The answer is every line of the records that holds the word "last", copied in full.
┄┄┄┄┄┄┄┄┄┄┄┄┄┄┄┄┄┄┄┄
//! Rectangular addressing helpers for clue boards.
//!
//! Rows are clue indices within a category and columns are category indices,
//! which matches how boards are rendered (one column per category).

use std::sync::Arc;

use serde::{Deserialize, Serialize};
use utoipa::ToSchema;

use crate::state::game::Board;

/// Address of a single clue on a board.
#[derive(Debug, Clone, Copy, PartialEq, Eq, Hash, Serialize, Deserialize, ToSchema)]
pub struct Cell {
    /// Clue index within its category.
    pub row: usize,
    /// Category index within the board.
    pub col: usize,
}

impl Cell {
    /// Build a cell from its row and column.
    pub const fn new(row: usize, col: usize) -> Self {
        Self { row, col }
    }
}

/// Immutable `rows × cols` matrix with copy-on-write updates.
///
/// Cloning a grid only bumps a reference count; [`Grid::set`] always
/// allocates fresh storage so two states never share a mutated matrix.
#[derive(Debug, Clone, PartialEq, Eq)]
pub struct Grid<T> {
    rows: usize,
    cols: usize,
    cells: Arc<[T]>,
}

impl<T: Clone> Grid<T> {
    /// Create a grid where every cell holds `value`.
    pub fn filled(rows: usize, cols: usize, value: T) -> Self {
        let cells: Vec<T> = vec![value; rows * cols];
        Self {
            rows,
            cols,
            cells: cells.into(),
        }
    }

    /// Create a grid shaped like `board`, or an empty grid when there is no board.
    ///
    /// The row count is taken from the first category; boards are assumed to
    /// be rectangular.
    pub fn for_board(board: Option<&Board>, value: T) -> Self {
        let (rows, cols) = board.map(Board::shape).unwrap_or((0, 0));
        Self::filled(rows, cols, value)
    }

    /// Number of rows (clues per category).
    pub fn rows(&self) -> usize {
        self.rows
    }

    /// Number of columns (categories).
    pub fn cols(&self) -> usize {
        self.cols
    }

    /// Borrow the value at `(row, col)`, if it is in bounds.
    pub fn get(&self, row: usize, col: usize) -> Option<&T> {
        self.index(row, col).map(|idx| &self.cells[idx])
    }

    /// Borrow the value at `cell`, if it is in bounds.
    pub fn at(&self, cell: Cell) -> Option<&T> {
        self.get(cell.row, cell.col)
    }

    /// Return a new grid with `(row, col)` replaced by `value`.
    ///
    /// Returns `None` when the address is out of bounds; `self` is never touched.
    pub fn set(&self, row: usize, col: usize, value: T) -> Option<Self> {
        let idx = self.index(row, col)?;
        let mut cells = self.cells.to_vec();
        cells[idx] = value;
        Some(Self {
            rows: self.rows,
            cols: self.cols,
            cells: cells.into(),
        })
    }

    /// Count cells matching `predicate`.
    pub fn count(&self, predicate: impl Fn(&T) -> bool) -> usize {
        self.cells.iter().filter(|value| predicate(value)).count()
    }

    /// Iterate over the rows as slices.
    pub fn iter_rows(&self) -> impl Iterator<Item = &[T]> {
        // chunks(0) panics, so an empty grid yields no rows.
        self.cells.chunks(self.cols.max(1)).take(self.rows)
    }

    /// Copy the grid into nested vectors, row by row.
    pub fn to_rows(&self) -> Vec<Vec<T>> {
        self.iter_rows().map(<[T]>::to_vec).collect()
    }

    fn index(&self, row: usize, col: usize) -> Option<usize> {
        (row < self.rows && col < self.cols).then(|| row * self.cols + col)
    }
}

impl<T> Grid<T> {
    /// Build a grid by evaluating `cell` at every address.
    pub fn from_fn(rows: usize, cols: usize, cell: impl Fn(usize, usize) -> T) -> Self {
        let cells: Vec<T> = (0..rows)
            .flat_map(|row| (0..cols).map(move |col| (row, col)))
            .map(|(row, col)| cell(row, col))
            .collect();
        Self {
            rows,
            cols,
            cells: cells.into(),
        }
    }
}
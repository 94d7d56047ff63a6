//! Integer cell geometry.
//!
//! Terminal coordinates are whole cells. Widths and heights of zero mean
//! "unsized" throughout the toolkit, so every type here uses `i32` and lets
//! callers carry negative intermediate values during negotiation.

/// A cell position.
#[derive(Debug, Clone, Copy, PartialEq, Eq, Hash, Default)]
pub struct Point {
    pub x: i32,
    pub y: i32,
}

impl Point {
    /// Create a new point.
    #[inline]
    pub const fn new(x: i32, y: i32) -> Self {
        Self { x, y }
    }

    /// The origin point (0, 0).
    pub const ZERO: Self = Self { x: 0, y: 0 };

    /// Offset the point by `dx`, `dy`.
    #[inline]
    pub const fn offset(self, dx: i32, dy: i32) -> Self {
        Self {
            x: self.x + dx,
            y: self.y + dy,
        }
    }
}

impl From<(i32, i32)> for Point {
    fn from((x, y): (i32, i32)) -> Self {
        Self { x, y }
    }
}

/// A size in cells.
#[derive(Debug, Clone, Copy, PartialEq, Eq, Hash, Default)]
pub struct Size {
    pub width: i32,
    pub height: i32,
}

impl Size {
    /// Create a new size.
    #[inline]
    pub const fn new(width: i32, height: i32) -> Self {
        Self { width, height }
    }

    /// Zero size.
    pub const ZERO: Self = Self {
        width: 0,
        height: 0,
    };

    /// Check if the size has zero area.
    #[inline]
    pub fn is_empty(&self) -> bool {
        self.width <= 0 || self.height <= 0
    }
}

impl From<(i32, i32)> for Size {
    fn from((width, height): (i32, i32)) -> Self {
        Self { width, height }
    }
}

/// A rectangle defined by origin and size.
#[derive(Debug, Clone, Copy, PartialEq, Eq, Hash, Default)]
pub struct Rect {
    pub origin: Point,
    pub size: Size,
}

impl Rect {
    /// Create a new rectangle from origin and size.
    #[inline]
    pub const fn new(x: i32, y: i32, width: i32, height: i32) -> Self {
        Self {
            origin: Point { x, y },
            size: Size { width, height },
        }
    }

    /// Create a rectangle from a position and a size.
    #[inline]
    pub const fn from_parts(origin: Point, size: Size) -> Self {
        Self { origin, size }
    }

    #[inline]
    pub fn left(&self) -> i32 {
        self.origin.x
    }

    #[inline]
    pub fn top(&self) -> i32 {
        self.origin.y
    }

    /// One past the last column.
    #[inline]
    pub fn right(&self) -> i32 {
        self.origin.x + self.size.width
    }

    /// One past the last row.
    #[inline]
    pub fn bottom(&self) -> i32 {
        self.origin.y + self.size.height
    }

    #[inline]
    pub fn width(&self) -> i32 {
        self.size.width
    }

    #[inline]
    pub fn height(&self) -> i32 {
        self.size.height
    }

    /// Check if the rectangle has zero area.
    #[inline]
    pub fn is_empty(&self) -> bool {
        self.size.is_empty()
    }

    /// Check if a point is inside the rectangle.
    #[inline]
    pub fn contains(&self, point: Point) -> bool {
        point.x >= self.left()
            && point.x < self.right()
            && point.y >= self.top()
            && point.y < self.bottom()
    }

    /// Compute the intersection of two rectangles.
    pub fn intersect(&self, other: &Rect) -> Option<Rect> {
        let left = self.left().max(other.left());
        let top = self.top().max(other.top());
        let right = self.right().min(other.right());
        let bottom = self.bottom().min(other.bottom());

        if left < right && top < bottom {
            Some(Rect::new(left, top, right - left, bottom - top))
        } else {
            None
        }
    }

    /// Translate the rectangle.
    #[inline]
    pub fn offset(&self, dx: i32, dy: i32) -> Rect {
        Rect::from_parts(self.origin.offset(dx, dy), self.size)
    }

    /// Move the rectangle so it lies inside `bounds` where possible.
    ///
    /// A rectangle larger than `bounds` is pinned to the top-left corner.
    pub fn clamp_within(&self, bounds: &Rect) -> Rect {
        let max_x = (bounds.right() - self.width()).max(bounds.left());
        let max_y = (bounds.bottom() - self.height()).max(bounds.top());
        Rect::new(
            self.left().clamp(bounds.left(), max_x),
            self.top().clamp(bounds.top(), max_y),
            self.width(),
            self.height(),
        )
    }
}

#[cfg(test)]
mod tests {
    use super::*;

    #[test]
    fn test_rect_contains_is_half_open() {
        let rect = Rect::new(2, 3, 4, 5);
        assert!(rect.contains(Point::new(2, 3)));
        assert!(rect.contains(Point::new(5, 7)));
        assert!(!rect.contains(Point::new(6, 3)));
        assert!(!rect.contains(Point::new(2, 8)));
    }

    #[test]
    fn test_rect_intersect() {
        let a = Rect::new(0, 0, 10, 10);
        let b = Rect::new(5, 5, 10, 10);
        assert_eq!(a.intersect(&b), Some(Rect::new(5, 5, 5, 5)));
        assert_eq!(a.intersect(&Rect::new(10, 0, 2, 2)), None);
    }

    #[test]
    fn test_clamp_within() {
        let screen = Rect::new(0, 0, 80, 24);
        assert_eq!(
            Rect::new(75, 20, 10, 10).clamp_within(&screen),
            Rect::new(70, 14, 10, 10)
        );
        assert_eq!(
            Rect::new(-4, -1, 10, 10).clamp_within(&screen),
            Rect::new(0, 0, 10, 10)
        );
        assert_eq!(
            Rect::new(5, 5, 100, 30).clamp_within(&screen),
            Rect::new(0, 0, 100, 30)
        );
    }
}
┄┄┄┄┄┄┄┄┄┄┄┄┄┄┄┄┄┄┄┄
(Your response)
    /// One past the last column.
    /// One past the last row.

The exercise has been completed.